Stored data entries:

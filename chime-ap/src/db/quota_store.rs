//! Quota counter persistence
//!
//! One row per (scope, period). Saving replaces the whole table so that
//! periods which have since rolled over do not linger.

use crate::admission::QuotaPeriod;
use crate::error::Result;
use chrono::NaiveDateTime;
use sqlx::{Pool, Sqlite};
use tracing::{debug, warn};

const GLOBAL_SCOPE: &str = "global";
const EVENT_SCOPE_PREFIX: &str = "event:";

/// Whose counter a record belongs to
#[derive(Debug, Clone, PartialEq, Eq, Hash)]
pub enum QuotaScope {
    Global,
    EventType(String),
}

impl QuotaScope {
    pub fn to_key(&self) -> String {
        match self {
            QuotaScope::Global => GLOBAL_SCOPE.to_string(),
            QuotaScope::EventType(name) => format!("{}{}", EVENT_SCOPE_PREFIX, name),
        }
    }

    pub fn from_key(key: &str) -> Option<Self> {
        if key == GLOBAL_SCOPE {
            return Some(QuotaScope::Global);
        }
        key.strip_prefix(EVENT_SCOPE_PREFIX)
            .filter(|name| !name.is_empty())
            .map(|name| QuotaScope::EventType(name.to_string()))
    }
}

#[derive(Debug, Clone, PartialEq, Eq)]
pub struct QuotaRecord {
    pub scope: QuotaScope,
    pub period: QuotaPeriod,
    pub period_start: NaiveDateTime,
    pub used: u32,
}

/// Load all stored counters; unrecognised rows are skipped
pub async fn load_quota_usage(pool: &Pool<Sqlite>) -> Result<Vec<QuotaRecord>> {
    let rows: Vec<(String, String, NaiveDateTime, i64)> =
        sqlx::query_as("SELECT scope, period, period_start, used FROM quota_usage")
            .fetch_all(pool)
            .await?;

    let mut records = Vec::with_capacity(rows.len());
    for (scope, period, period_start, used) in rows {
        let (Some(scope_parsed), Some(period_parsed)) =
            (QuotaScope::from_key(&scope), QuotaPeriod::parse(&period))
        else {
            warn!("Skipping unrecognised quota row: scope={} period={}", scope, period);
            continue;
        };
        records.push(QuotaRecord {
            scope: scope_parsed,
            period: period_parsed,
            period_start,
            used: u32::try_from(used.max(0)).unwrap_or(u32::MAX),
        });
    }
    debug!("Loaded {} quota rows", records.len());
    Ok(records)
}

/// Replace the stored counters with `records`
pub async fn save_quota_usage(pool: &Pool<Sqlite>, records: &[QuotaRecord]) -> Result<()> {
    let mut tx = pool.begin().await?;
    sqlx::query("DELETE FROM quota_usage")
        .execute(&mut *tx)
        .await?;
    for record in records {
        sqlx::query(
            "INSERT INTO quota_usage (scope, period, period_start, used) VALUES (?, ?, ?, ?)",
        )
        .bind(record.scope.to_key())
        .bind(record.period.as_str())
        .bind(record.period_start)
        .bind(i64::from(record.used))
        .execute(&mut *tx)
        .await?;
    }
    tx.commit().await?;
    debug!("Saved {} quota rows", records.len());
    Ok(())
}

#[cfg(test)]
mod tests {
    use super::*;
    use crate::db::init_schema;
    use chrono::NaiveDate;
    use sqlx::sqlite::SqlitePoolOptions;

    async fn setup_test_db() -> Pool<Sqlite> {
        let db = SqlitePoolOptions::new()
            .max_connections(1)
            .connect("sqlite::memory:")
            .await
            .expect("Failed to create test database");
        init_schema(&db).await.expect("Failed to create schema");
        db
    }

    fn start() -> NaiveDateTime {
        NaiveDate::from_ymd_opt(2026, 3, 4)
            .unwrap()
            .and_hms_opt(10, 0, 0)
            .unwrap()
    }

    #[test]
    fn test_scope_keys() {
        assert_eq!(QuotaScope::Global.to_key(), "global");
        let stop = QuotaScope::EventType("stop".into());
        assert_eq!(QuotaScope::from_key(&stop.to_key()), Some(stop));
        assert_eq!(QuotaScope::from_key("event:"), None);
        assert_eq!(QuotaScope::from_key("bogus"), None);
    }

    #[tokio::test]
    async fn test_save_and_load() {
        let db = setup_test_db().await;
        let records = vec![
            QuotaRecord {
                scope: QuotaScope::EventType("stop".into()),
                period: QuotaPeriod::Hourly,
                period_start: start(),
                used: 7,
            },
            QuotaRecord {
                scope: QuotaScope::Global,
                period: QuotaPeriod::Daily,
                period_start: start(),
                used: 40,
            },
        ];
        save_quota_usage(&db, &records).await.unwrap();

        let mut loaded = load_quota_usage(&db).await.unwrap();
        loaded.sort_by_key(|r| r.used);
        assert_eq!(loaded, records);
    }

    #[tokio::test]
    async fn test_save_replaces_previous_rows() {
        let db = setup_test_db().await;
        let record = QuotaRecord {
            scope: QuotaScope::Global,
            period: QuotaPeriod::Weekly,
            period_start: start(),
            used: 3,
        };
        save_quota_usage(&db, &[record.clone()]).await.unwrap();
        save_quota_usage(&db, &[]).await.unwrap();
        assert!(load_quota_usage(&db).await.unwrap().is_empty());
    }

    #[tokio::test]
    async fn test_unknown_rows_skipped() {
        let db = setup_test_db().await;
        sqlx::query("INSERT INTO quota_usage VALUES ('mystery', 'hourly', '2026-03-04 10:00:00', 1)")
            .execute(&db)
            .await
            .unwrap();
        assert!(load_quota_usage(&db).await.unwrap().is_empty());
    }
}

Work to be completed =
Give again each line shown above, keeping every word as it is.

Answer section =
filename chime-ap/src/db/quota_store.rs
//! Quota counter persistence
//!
//! One row per (scope, period). Saving replaces the whole table so that
//! periods which have since rolled over do not linger.

use crate::admission::QuotaPeriod;
use crate::error::Result;
use chrono::NaiveDateTime;
use sqlx::{Pool, Sqlite};
use tracing::{debug, warn};

const GLOBAL_SCOPE: &str = "global";
const EVENT_SCOPE_PREFIX: &str = "event:";

/// Whose counter a record belongs to
#[derive(Debug, Clone, PartialEq, Eq, Hash)]
pub enum QuotaScope {
    Global,
    EventType(String),
}

impl QuotaScope {
    pub fn to_key(&self) -> String {
        match self {
            QuotaScope::Global => GLOBAL_SCOPE.to_string(),
            QuotaScope::EventType(name) => format!("{}{}", EVENT_SCOPE_PREFIX, name),
        }
    }

    pub fn from_key(key: &str) -> Option<Self> {
        if key == GLOBAL_SCOPE {
            return Some(QuotaScope::Global);
        }
        key.strip_prefix(EVENT_SCOPE_PREFIX)
            .filter(|name| !name.is_empty())
            .map(|name| QuotaScope::EventType(name.to_string()))
    }
}

#[derive(Debug, Clone, PartialEq, Eq)]
pub struct QuotaRecord {
    pub scope: QuotaScope,
    pub period: QuotaPeriod,
    pub period_start: NaiveDateTime,
    pub used: u32,
}

/// Load all stored counters; unrecognised rows are skipped
pub async fn load_quota_usage(pool: &Pool<Sqlite>) -> Result<Vec<QuotaRecord>> {
    let rows: Vec<(String, String, NaiveDateTime, i64)> =
        sqlx::query_as("SELECT scope, period, period_start, used FROM quota_usage")
            .fetch_all(pool)
            .await?;

    let mut records = Vec::with_capacity(rows.len());
    for (scope, period, period_start, used) in rows {
        let (Some(scope_parsed), Some(period_parsed)) =
            (QuotaScope::from_key(&scope), QuotaPeriod::parse(&period))
        else {
            warn!("Skipping unrecognised quota row: scope={} period={}", scope, period);
            continue;
        };
        records.push(QuotaRecord {
            scope: scope_parsed,
            period: period_parsed,
            period_start,
            used: u32::try_from(used.max(0)).unwrap_or(u32::MAX),
        });
    }
    debug!("Loaded {} quota rows", records.len());
    Ok(records)
}

/// Replace the stored counters with `records`
pub async fn save_quota_usage(pool: &Pool<Sqlite>, records: &[QuotaRecord]) -> Result<()> {
    let mut tx = pool.begin().await?;
    sqlx::query("DELETE FROM quota_usage")
        .execute(&mut *tx)
        .await?;
    for record in records {
        sqlx::query(
            "INSERT INTO quota_usage (scope, period, period_start, used) VALUES (?, ?, ?, ?)",
        )
        .bind(record.scope.to_key())
        .bind(record.period.as_str())
        .bind(record.period_start)
        .bind(i64::from(record.used))
        .execute(&mut *tx)
        .await?;
    }
    tx.commit().await?;
    debug!("Saved {} quota rows", records.len());
    Ok(())
}

#[cfg(test)]
mod tests {
    use super::*;
    use crate::db::init_schema;
    use chrono::NaiveDate;
    use sqlx::sqlite::SqlitePoolOptions;

    async fn setup_test_db() -> Pool<Sqlite> {
        let db = SqlitePoolOptions::new()
            .max_connections(1)
            .connect("sqlite::memory:")
            .await
            .expect("Failed to create test database");
        init_schema(&db).await.expect("Failed to create schema");
        db
    }

    fn start() -> NaiveDateTime {
        NaiveDate::from_ymd_opt(2026, 3, 4)
            .unwrap()
            .and_hms_opt(10, 0, 0)
            .unwrap()
    }

    #[test]
    fn test_scope_keys() {
        assert_eq!(QuotaScope::Global.to_key(), "global");
        let stop = QuotaScope::EventType("stop".into());
        assert_eq!(QuotaScope::from_key(&stop.to_key()), Some(stop));
        assert_eq!(QuotaScope::from_key("event:"), None);
        assert_eq!(QuotaScope::from_key("bogus"), None);
    }

    #[tokio::test]
    async fn test_save_and_load() {
        let db = setup_test_db().await;
        let records = vec![
            QuotaRecord {
                scope: QuotaScope::EventType("stop".into()),
                period: QuotaPeriod::Hourly,
                period_start: start(),
                used: 7,
            },
            QuotaRecord {
                scope: QuotaScope::Global,
                period: QuotaPeriod::Daily,
                period_start: start(),
                used: 40,
            },
        ];
        save_quota_usage(&db, &records).await.unwrap();

        let mut loaded = load_quota_usage(&db).await.unwrap();
        loaded.sort_by_key(|r| r.used);
        assert_eq!(loaded, records);
    }

    #[tokio::test]
    async fn test_save_replaces_previous_rows() {
        let db = setup_test_db().await;
        let record = QuotaRecord {
            scope: QuotaScope::Global,
            period: QuotaPeriod::Weekly,
            period_start: start(),
            used: 3,
        };
        save_quota_usage(&db, &[record.clone()]).await.unwrap();
        save_quota_usage(&db, &[]).await.unwrap();
        assert!(load_quota_usage(&db).await.unwrap().is_empty());
    }

    #[tokio::test]
    async fn test_unknown_rows_skipped() {
        let db = setup_test_db().await;
        sqlx::query("INSERT INTO quota_usage VALUES ('mystery', 'hourly', '2026-03-04 10:00:00', 1)")
            .execute(&db)
            .await
            .unwrap();
        assert!(load_quota_usage(&db).await.unwrap().is_empty());
    }
}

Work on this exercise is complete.